In some, but not all, versions of the Sumerian King List, Eridu is the first of five cities where kingship was received before a flood came over the land. The Sumerian King List mentions two kings of Eridu: Alulim, who ruled for 28,800 years, and Alalngar, who ruled for 36,000 years. Adapa, a man of Eridu, is depicted as an early culture hero. He was considered to have brought civilization to the city as the sage of King Alulim.

In Sumerian mythology, Eridu was the home of the Abzu temple of the god Enki, the Sumerian counterpart of the Akkadian god Ea, god of deep waters, wisdom and magic.
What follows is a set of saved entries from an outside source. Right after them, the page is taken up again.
//! Bubble-order transposition network.
//!
//! ## Purpose
//!
//! This module derives the simplest sorting network: N passes of adjacent
//! compare-exchanges, each pass floating the largest remaining element to the
//! top. It emits N(N-1)/2 pairs and has maximal depth, which makes it the
//! correctness baseline the cheaper constructions are compared against.
//!
//! ## Invariants
//!
//! * Pass `i` emits pairs `(j, j+1)` for `j` in `0..n-1-i`, in that order.
//! * Every emitted pair satisfies `low + 1 == high < n`.

// Feature-gated imports
#[cfg(not(feature = "std"))]
use alloc::vec::Vec;
#[cfg(feature = "std")]
use std::vec::Vec;

// Internal dependencies
use crate::primitives::pair::CompareExchange;

/// Derive the bubble network for the given width.
pub fn pairs(width: usize) -> Vec<CompareExchange> {
    let mut sequence = Vec::with_capacity(width * width.saturating_sub(1) / 2);

    for pass in 0..width {
        for j in 0..width - 1 - pass {
            sequence.push(CompareExchange { low: j, high: j + 1 });
        }
    }

    sequence
}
Like all the Sumerian and Babylonian gods, Enki/Ea began as a local god who, according to the later cosmology, came to share the rule of the cosmos with Anu and Enlil. His kingdom was the sweet waters that lay below earth (Sumerian ab=water; zu=far).

The stories of Inanna, goddess of Uruk, describe how she had to go to Eridu in order to receive the gifts of civilization. At first Enki, the god of Eridu, attempted to retrieve these sources of his power but later willingly accepted that Uruk now was the centre of the land. This seems to be a mythical reference to the transfer of power northward.

Babylonian texts talk of the foundation of Eridu by the god Marduk as the first city, "the holy city, the dwelling of their [the other gods] delight".

In the court of Assyria, special physicians trained in the ancient lore of Eridu, far to the south, foretold the course of sickness from signs and portents on the patient's body and offered the appropriate incantations and magical resources as cures.

Lament for Eridu
The fall of early Mesopotamia cities and empires was typically believed to be the result of falling out of favor with the gods. A genre called City Laments developed during the Isin-Larsa period, of which the Lament for Ur is the most famous. These laments had a number of sections (kirugu) of which only fragments have been recovered. Unlike Ur or Akkad we don't have a good idea of how Eridu actually fell, or when other than in the Early Dynastic period. The Sumerian King List simply says "Then Eridug fell and the kingship was taken to Bad-tibira".

Architecture

The urban nucleus of Eridu was Enki's temple, called House of the Aquifer (Cuneiform:  , E2.ZU.AB; Sumerian: e2-abzu; Akkadian: bītu apsû), which in later history was called House of the Waters (Cuneiform: , E2.LAGAB×HAL; Sumerian: e2-engur; Akkadian: bītu engurru). The name refers to Enki's realm. His consort Ninhursag had a nearby temple at Ubaid.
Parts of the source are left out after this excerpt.